= Beginning of Section =
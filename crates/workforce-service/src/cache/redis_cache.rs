//! Redis-based cache implementation.

use super::CacheInterface;
use async_trait::async_trait;
use deadpool_redis::{redis::AsyncCommands, Pool, PoolConfig, Runtime};
use std::sync::Arc;
use std::time::Duration;
use tracing::{debug, info};
use workforce_config::RedisConfig;
use workforce_core::{HealthCheck, HealthStatus, WorkforceError, WorkforceResult};

/// Creates a Redis connection pool.
///
/// # Errors
/// `Configuration` when the URL or pool settings are rejected.
pub fn create_redis_pool(config: &RedisConfig) -> WorkforceResult<Arc<Pool>> {
    let mut redis_cfg = deadpool_redis::Config::from_url(&config.url);
    redis_cfg.pool = Some(PoolConfig::new(config.pool_size as usize));
    let pool = redis_cfg
        .create_pool(Some(Runtime::Tokio1))
        .map_err(|e| WorkforceError::Configuration(format!("Failed to create Redis pool: {e}")))?;
    info!(pool_size = config.pool_size, "Redis connection pool created");
    Ok(Arc::new(pool))
}

/// Redis-based cache service.
pub struct RedisCacheService {
    pool: Arc<Pool>,
    key_prefix: String,
}

impl RedisCacheService {
    /// Create a new Redis cache service; every key is stored under `key_prefix`.
    #[must_use]
    pub fn new(pool: Arc<Pool>, key_prefix: impl Into<String>) -> Self {
        Self {
            pool,
            key_prefix: key_prefix.into(),
        }
    }

    fn full_key(&self, key: &str) -> String {
        format!("{}{key}", self.key_prefix)
    }

    async fn get_conn(&self) -> WorkforceResult<deadpool_redis::Connection> {
        self.pool
            .get()
            .await
            .map_err(|e| WorkforceError::Cache(format!("Failed to get Redis connection: {e}")))
    }
}

#[async_trait]
impl CacheInterface for RedisCacheService {
    async fn get(&self, key: &str) -> WorkforceResult<Option<String>> {
        let key = self.full_key(key);
        let mut conn = self.get_conn().await?;
        let value: Option<String> = conn
            .get(&key)
            .await
            .map_err(|e| WorkforceError::Cache(format!("Failed to get key '{key}': {e}")))?;

        match &value {
            Some(_) => debug!("Cache hit for key '{}'", key),
            None => debug!("Cache miss for key '{}'", key),
        }
        Ok(value)
    }

    async fn set(&self, key: &str, value: &str, ttl: Option<Duration>) -> WorkforceResult<()> {
        let key = self.full_key(key);
        let mut conn = self.get_conn().await?;

        match ttl {
            Some(ttl) => {
                let ttl_secs = ttl.as_secs().max(1);
                conn.set_ex::<_, _, ()>(&key, value, ttl_secs).await
            }
            None => conn.set::<_, _, ()>(&key, value).await,
        }
        .map_err(|e| WorkforceError::Cache(format!("Failed to set key '{key}': {e}")))?;

        debug!("Cached key '{}' (ttl: {:?})", key, ttl);
        Ok(())
    }

    async fn delete(&self, key: &str) -> WorkforceResult<bool> {
        let key = self.full_key(key);
        let mut conn = self.get_conn().await?;
        let deleted: i64 = conn
            .del(&key)
            .await
            .map_err(|e| WorkforceError::Cache(format!("Failed to delete key '{key}': {e}")))?;

        Ok(deleted > 0)
    }
}

#[async_trait]
impl HealthCheck for RedisCacheService {
    fn name(&self) -> &str {
        "cache"
    }

    async fn check(&self) -> HealthStatus {
        let mut conn = match self.get_conn().await {
            Ok(conn) => conn,
            Err(e) => return HealthStatus::Unhealthy(e.to_string()),
        };
        let pong: Result<String, _> = deadpool_redis::redis::cmd("PING").query_async(&mut conn).await;
        match pong {
            Ok(_) => HealthStatus::Healthy,
            Err(e) => HealthStatus::Unhealthy(format!("Redis ping failed: {e}")),
        }
    }
}

#[cfg(test)]
mod tests {
    use super::*;

    #[test]
    fn test_keys_are_namespaced() {
        let pool = create_redis_pool(&RedisConfig::default()).unwrap();
        let cache = RedisCacheService::new(pool, "workforce:");
        assert_eq!(cache.full_key("NationalIDNumber1"), "workforce:NationalIDNumber1");
    }

    #[test]
    fn test_empty_prefix_leaves_keys_untouched() {
        let pool = create_redis_pool(&RedisConfig::default()).unwrap();
        let cache = RedisCacheService::new(pool, "");
        assert_eq!(cache.full_key("NationalIDNumber1"), "NationalIDNumber1");
    }
}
= End of Section =
* _Aim of the exercise_: Beginning with the opening line above, retype the records exactly through the line with "use std::time::Duration;", both ends included.

* _Finished task_:
filename crates/workforce-service/src/cache/redis_cache.rs
//! Redis-based cache implementation.

use super::CacheInterface;
use async_trait::async_trait;
use deadpool_redis::{redis::AsyncCommands, Pool, PoolConfig, Runtime};
use std::sync::Arc;
use std::time::Duration;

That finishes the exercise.